Philip K. Dick é um dos escritores mais influentes do século XX. Aproximou a ficção científica da filosofia e antecipou algumas das grandes questões do mundo atual. A propósito da estreia de Blade Runner 2049, a Antena 3 lança a Operação Philip K. Dick. Este é o primeiro de três artigos que procuram traçar o perfil do autor e a forma como cinema e música aproveitam as suas ideias extraordinárias.

Em 1968, ano em que foi publicado Do Androids Dream of Electric Sheep, o livro que seria adaptado ao cinema como Blade Runner, Philip K. Dick descrevia-se, numa curta nota biográfica escrita na terceira pessoa, como tendo estudado na universidade da Califórnia, trabalhado numa loja de discos e em publicidade, feito um programa de rádio de música clássica e estar, naquele momento da sua vida, “interessado em alucinogénos e rapé (snuff)”. Nesta autobiografia (incluída na colectânea de textos The Shifting Realities of Philip K Dick: Selected Literary and Philosophical Writings, 1995), PKD não menciona as dezenas de novelas e contos escritos mas fala do livro mais reconhecido, The Man In The High Castle/O Homem Do Castelo Alto (Prémio Hugo em 1965) e avisa para os perigos de lhe emprestarem dinheiro e possibilidade de roubar os comprimidos de quem se aproximar. Escreve também que o seu melhor livro é o último, Do Androids Dream of Electric Sheep, porque “lida com o infortúnio dos animais e imagina uma sociedade em que o gato ou cão de alguém vale mais em termos de estatuto e custa mais do que a casa ou o carro”. Philip K. Dick adorava gatos, há muitas fotos que o provam, e, noutra biografia do mesmo ano, discorre sobre a influência de Willis, o seu gato, na construção da história. Anos depois, diria que este era o livro de que gostava menos. K. Dick mudava muito de opinião sobre o que escrevia, embora fosse sempre coerente na paranóia.
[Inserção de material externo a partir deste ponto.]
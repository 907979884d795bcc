//! Capacity-aware cable routing through trays, conduits and open field.
//!
//! Each cable is solved as a shortest path on a graph built from the raceways
//! that still have room for it. Batches route cables in order and book fill
//! as they go, so earlier cables get first pick of the raceway network.

pub mod error;
pub mod geometry;
pub mod lib_tracing;
pub mod routing;

#[cfg(feature = "python")]
mod python;

pub use error::{Result, RoutingError};
pub use geometry::Point3;
pub use routing::{
    route_cable, BatchRouter, BatchWorker, CableRecord, ProgressMessage, RacewayRegistry, RouteResult, RoutingConfig,
};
O autorretrato é curto, omisso e irónico, mas dá sinais importantes sobre o homem e a obra: a ligação à música, o respeito pelos animais, a insegurança, a necessidade de aprovação, o sentido de humor, a avidez por drogas (ainda que não alucinogénos que, aparentemente só tomou duas vezes mas que deve ter sentido necessidade de referir porque, em 1968, tomar LSD fazia parte das rotinas sociais das elites — Cary Grant por exemplo, era uma das celebridades convertidas às virtudes do ácido lisérgico e recomendava o seu uso a quem perguntasse). Ainda assim, nesse pequeno texto, Dick é bem explícito: Do Androids Dream of Electric Sheep é de facto um livro sobre a importância dos animais e os efeitos potencialmente fatais da poluição e, nesse sentido, é um livro sobre alterações climáticas, tópico aliás clássico no universo sci-fi. Em última análise é também um livro sobre uma luta ontológica entre o biológico e o tecnológico e entre o animal e o humano, colocando tudo num mesmo nível: robots, que não sabem que o são, angustiados com o prazo de validade atribuído pelo fabricante humano, da mesma maneira que humanos questionam Deus e a si mesmos perante a crueldade e finitude da existência; animais mecânicos que substituem animais verdadeiros numa sociedade com deficit de empatia e vida, onde estatuto e sentido da existência são medidos por uma impossibilidade (ter um verdadeiro animal). Está tudo no título original, (em português, Será que os Androides sonham com Carneiros Elétricos?) mas não é muito evidente no filme que, talvez por isso, tenha tido outro título.

 

Blade Runner é uma novela de Alan E Norse, publicada em 1974,  sobre transplante de orgãos e práticas médicas subversivas num futuro distópico, que inspirou William Burroughs a escrever Blade Runner: A Movie (1979), um guião proto-cyber-punk para uma hipotética versão cinematográfica que nunca avançou. Um dos argumentistas que trabalhava na adaptação de Dick teve acesso ao guião de Burroughs e achou que o título tinha potencial, Ridley Scott concordou. Hoje já ninguém pensa em Burroughs, ou Norse, quando se fala de Blade Runner. Rick Deckard/ Harrison Ford, o caçador de androides que no livro sonha ter um carneiro verdadeiro, incorporou tão perfeitamente uma ideia de blade runner, que já nem faz sentido pensar no significado original.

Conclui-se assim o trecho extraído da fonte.